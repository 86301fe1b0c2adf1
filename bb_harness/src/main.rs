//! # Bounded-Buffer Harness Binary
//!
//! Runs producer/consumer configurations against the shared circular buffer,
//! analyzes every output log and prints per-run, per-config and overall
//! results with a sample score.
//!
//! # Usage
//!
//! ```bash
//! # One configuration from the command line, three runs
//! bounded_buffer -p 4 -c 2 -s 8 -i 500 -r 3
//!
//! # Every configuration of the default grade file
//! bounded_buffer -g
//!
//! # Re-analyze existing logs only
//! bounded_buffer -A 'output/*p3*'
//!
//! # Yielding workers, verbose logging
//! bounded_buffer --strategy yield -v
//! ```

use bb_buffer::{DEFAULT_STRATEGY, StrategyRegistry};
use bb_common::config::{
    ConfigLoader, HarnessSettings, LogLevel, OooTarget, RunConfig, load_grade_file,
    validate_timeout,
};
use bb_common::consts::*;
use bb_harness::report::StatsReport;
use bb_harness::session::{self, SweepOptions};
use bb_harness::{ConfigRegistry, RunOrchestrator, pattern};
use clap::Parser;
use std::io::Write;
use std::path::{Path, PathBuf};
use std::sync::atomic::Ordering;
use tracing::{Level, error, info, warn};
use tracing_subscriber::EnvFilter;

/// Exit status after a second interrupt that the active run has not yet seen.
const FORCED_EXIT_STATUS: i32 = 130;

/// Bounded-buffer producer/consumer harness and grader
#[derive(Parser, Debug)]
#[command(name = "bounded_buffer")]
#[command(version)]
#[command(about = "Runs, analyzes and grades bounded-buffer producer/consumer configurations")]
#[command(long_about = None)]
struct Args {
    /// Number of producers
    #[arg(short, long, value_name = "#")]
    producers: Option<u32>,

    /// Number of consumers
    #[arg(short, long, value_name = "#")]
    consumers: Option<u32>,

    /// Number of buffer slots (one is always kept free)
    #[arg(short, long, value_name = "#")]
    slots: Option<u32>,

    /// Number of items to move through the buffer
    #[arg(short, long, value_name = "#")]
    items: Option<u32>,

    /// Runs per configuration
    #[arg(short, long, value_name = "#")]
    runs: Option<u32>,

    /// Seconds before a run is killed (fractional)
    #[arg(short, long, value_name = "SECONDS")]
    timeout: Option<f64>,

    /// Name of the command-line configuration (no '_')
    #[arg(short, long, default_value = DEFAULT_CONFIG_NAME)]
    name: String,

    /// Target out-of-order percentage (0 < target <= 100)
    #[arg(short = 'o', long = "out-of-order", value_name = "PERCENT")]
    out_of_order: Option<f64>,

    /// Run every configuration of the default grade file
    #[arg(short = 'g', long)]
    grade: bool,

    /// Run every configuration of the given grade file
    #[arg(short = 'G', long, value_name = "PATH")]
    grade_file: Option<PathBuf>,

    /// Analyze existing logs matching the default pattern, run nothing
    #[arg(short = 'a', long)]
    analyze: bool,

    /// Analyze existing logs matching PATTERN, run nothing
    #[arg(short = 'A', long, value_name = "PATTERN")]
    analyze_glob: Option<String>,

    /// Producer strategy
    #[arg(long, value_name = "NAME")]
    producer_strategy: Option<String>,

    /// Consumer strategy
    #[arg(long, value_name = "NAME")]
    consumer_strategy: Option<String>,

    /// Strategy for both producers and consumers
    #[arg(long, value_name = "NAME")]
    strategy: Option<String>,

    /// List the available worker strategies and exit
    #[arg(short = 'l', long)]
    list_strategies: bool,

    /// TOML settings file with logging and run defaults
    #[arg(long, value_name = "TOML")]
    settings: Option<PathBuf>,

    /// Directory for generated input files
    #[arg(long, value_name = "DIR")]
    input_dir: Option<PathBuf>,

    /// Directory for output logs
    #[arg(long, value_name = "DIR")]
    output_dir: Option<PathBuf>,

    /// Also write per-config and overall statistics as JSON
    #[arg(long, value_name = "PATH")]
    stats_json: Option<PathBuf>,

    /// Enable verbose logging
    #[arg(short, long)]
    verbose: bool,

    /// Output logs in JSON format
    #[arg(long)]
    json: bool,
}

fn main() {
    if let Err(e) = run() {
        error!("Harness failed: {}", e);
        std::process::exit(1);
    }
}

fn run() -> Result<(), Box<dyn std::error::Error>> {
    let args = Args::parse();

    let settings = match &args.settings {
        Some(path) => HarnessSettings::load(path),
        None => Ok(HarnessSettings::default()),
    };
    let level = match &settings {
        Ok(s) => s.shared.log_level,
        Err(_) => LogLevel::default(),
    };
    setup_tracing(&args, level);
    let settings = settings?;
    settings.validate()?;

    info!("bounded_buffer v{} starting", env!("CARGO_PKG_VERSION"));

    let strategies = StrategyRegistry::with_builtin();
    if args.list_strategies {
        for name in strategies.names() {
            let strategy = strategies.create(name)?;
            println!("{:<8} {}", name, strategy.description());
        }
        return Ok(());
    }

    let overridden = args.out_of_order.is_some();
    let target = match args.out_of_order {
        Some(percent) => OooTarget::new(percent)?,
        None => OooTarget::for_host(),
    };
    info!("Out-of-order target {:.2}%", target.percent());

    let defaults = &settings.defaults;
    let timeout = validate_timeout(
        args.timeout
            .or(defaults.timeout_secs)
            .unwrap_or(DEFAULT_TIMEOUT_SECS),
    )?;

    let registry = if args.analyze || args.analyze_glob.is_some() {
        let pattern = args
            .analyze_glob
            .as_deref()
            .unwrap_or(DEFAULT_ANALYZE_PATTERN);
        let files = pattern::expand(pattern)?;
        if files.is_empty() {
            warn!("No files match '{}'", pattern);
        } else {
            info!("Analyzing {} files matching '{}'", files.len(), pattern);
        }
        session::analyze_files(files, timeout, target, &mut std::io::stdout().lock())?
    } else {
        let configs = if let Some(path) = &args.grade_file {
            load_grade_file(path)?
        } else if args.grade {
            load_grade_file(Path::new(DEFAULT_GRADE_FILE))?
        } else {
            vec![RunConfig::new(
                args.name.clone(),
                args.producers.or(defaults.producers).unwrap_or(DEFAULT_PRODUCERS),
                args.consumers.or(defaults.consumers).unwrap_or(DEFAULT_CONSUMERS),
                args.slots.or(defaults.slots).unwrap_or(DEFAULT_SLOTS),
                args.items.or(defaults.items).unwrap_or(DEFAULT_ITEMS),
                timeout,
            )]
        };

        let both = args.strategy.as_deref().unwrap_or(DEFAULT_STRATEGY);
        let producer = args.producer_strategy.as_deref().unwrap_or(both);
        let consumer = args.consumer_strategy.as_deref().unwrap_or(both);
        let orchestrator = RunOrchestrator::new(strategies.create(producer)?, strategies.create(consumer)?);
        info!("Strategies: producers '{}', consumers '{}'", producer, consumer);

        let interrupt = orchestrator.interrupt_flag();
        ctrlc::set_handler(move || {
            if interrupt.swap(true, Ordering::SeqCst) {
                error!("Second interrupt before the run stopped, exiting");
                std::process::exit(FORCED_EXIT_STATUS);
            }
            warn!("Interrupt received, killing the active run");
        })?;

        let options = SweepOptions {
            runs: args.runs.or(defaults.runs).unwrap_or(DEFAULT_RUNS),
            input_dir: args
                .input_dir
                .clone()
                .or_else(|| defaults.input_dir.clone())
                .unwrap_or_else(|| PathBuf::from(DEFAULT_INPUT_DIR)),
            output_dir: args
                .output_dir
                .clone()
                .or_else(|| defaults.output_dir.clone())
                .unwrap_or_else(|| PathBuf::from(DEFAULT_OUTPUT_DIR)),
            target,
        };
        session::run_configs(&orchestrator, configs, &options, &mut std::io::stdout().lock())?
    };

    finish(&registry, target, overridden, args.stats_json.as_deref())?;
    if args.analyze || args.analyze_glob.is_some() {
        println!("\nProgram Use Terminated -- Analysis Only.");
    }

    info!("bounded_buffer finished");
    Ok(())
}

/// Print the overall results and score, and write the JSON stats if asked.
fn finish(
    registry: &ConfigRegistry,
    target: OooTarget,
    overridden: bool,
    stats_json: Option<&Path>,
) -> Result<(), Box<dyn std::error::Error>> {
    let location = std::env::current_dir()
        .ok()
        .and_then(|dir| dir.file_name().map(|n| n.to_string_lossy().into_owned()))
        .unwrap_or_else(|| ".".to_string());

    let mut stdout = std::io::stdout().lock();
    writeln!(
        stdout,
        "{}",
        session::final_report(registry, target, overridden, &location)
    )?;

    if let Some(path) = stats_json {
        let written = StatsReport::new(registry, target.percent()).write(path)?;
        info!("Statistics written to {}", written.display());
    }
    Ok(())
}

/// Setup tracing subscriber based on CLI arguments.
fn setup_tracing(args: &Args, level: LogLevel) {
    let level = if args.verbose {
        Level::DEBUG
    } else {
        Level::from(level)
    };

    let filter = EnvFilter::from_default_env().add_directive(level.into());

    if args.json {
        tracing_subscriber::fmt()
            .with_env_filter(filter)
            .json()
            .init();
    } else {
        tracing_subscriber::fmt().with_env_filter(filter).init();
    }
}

## Task to carry out
Lines from the top of the data above through the line containing "a sample score." must be repeated exactly. All other lines stay out.

## Task answer
repository 86301fe1b0c2adf1
filename bb_harness/src/main.rs
//! # Bounded-Buffer Harness Binary
//!
//! Runs producer/consumer configurations against the shared circular buffer,
//! analyzes every output log and prints per-run, per-config and overall
//! results with a sample score.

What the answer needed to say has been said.